Well, not exactly. But I have pretty much stopped reading that still continuing thread on Sade over at C18-L, on the grounds that I’m not a masochist and I’m very, very bored by it.

Since I decided not to read any more of the posts on the subject, I don’t know about this for sure, but: while there was plenty of argument about (eg) whether Sade’s revolting life has any bearing on how we should understand and value his writing and ideas, I don’t recall seeing any real challenge to the basic assertion that (I think this was the meaning intended, although Brandon has pointed out that the sentence is in fact highly ambiguous!) it is necessary to study Sade in order to understand the eighteenth century.

(The writer of the original assertion has since gone further and stated repeatedly that in order to understand Sade one has to read everything he ever wrote and not rely on any other interpreters, which makes me wonder why he runs a journal for Sadist - sorry, Sadean studies…)

Perhaps this is related to a complaint that, I gather, comes up on the list from time to time: it’s overwhelmingly inhabited by literary scholars, who tend to assume more generally that literary texts and writers are the only (or primary) route to understanding their period. The rest is, at best, background. (NB that I’m not categorising all literary scholars this way, but there are some like that.)

As a social historian whose subjects were often illiterate or semi-literate, whose lives and experiences were in many ways utterly different from those with the education, time and/or leisure to write long novels and philosophical tracts, and whose sources are largely archival documents, that is an approach I can have some difficulties with, to say the least.

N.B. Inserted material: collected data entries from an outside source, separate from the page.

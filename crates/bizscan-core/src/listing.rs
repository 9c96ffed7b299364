use chrono::NaiveDate;
use serde::{Deserialize, Serialize};

use crate::areas::{AreaDescriptor, Region};
use crate::valuation::multiplier;

/// Tag identifying the marketplace every record was collected from.
pub const SOURCE_TAG: &str = "BizBuySell";

/// A business-for-sale listing, normalized from one listing card.
///
/// Serialized field names follow the export schema (`sourceUrl`,
/// `foundDate`, `lastModified`); all optional fields serialize as `null`
/// when absent.
#[derive(Debug, Clone, PartialEq, Serialize, Deserialize)]
pub struct BusinessRecord {
    /// Last path segment of `source_url`, or a generated `biz_<micros>` token.
    pub id: String,
    pub title: String,
    /// At most 500 characters.
    pub description: Option<String>,
    /// Asking price in whole dollars.
    pub price: Option<u64>,
    /// Seller's discretionary earnings (cash flow) in whole dollars.
    pub sde: Option<u64>,
    /// Gross revenue in whole dollars.
    pub revenue: Option<u64>,
    /// Category / industry label as shown on the card.
    pub niche: Option<String>,
    pub location: String,
    pub county: String,
    pub county_id: String,
    pub region: Region,
    #[serde(rename = "sourceUrl")]
    pub source_url: Option<String>,
    pub source: String,
    #[serde(rename = "foundDate")]
    pub found_date: NaiveDate,
    #[serde(rename = "lastModified")]
    pub last_modified: NaiveDate,
    /// `revenue / sde`, filled in after collection by [`Self::apply_multiplier`].
    pub multiplier: Option<f64>,
}

impl BusinessRecord {
    /// Creates a record for `area` with only the identity fields set.
    ///
    /// Area-derived fields and dates are stamped here; listing fields start
    /// absent and are filled by the extractor.
    #[must_use]
    pub fn new(id: String, title: String, area: &AreaDescriptor, today: NaiveDate) -> Self {
        Self {
            id,
            title,
            description: None,
            price: None,
            sde: None,
            revenue: None,
            niche: None,
            location: area.location(),
            county: area.display_name.to_owned(),
            county_id: area.id.to_owned(),
            region: area.region,
            source_url: None,
            source: SOURCE_TAG.to_owned(),
            found_date: today,
            last_modified: today,
            multiplier: None,
        }
    }

    /// Recomputes `multiplier` from the current `revenue` and `sde`.
    pub fn apply_multiplier(&mut self) {
        self.multiplier = multiplier(self.revenue, self.sde);
    }

    /// Returns `true` if the record's niche is one of `excluded`.
    ///
    /// Records without a niche are never excluded.
    #[must_use]
    pub fn is_excluded_by<S: AsRef<str>>(&self, excluded: &[S]) -> bool {
        self.niche
            .as_deref()
            .is_some_and(|niche| excluded.iter().any(|c| c.as_ref() == niche))
    }
}
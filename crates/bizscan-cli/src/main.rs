mod collect;
mod export;
mod report;

use std::path::{Path, PathBuf};

use clap::{CommandFactory, Parser, Subcommand};
use tracing_subscriber::EnvFilter;

use crate::collect::CollectOptions;

#[derive(Debug, Parser)]
#[command(name = "bizscan")]
#[command(about = "Collect Florida business-for-sale listings and export them to JSON and CSV")]
struct Cli {
    #[command(subcommand)]
    command: Option<Commands>,
}

#[derive(Debug, Subcommand)]
enum Commands {
    /// Collect listings for the configured counties and export JSON + CSV
    Collect {
        /// Collection config file (defaults to BIZSCAN_CONFIG_PATH)
        #[arg(long)]
        config: Option<PathBuf>,

        /// Directory for the exported files (defaults to BIZSCAN_OUTPUT_DIR)
        #[arg(long)]
        output_dir: Option<PathBuf>,

        /// Override max_pages_per_county from the config file
        #[arg(long)]
        max_pages: Option<u32>,

        /// Skip the randomized pause between page fetches
        #[arg(long)]
        no_delay: bool,

        /// Show which counties would be collected without fetching anything
        #[arg(long)]
        dry_run: bool,
    },
    /// List every county in the area catalog
    Areas,
    /// Manage the collection config file
    Config {
        #[command(subcommand)]
        command: ConfigCommands,
    },
}

#[derive(Debug, Subcommand)]
enum ConfigCommands {
    /// Write a starter config (five largest counties, restaurants and retail excluded)
    Init {
        /// Config file to write (defaults to BIZSCAN_CONFIG_PATH)
        #[arg(long)]
        config: Option<PathBuf>,

        /// Overwrite an existing file
        #[arg(long)]
        force: bool,
    },
    /// Print the effective config after merging the file over defaults
    Show {
        /// Config file to read (defaults to BIZSCAN_CONFIG_PATH)
        #[arg(long)]
        config: Option<PathBuf>,
    },
}

#[tokio::main]
async fn main() -> anyhow::Result<()> {
    dotenvy::dotenv().ok();
    let config = bizscan_core::load_app_config()?;
    let env_filter = EnvFilter::try_from_default_env()
        .or_else(|_| EnvFilter::try_new(config.log_level.clone()))?;
    tracing_subscriber::fmt().with_env_filter(env_filter).init();

    let cli = Cli::parse();
    match cli.command {
        Some(Commands::Collect {
            config: config_path,
            output_dir,
            max_pages,
            no_delay,
            dry_run,
        }) => {
            let options = CollectOptions {
                config_path: config_path.unwrap_or_else(|| config.collection_config_path.clone()),
                output_dir: output_dir.unwrap_or_else(|| config.output_dir.clone()),
                max_pages,
                no_delay,
                dry_run,
            };
            collect::run_collect(&config, &options).await?;
        }
        Some(Commands::Areas) => print_areas(),
        Some(Commands::Config { command }) => match command {
            ConfigCommands::Init {
                config: path,
                force,
            } => {
                let path = path.unwrap_or_else(|| config.collection_config_path.clone());
                init_config(&path, force)?;
            }
            ConfigCommands::Show { config: path } => {
                let path = path.unwrap_or_else(|| config.collection_config_path.clone());
                show_config(&path)?;
            }
        },
        None => Cli::command().print_help()?,
    }

    Ok(())
}

fn print_areas() {
    let mut current_region = None;
    for area in bizscan_core::all_areas() {
        if current_region != Some(area.region) {
            println!("{}:", area.region);
            current_region = Some(area.region);
        }
        println!(
            "  {:<14} {:<22} pop. {}",
            area.id,
            area.display_name,
            report::format_thousands(u64::from(area.population))
        );
    }
}

fn init_config(path: &Path, force: bool) -> anyhow::Result<()> {
    if path.exists() && !force {
        anyhow::bail!(
            "{} already exists; pass --force to overwrite it",
            path.display()
        );
    }
    let starter = bizscan_core::CollectionConfig::starter();
    bizscan_core::save_collection_config(path, &starter)?;
    println!(
        "wrote starter config to {} ({} counties, {} excluded categories)",
        path.display(),
        starter.selected_counties.len(),
        starter.excluded_categories.len()
    );
    Ok(())
}

fn show_config(path: &Path) -> anyhow::Result<()> {
    let collection = bizscan_core::load_collection_config(path)?;
    println!("{}", serde_json::to_string_pretty(&collection)?);

    let resolution = bizscan_core::resolve_areas(&collection.selected_counties);
    for id in &resolution.unknown {
        println!("warning: county '{id}' is not in the area catalog and will be skipped");
    }
    Ok(())
}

I have my own blinkers and preferences, but I do try to remember and acknowledge that there are other ways of approaching the past than my own. (I would never assert that studying murder in a certain period is the only way to understand that period, for heaven’s sake.) You don’t have to claim that your subject is the only thing that matters in order to justify your work.

3 comments on “Sadism at C18-L”

  1. Lapis Lazuli says:

    Hear hear!

    23rd October 2004 at 3:42 pm
  2. Natalie says:

    And women and men, educated, ill-educated and uneducated, wrote a great many pieces that were not “literature” in our terms, but are still well worth reading (and are still all too often ignored).

    23rd October 2004 at 9:21 pm
  3. Sharon says:

    Oh, yes. It’s always wonderful to come across stray letters by servants and the like hiding away in archives. Or if they couldn’t write themselves, they told their stories to those who could - which is how we get an enormous range of source materials from court depositions and pauper petitions, to the Ordinary’s Account and the Newgate Calendar, to many early memoirs/autobiographies; ‘filtered’, yes, but no less important for all that (I read the slave Mary Prince’s autobiography as an MA student; it was amazing).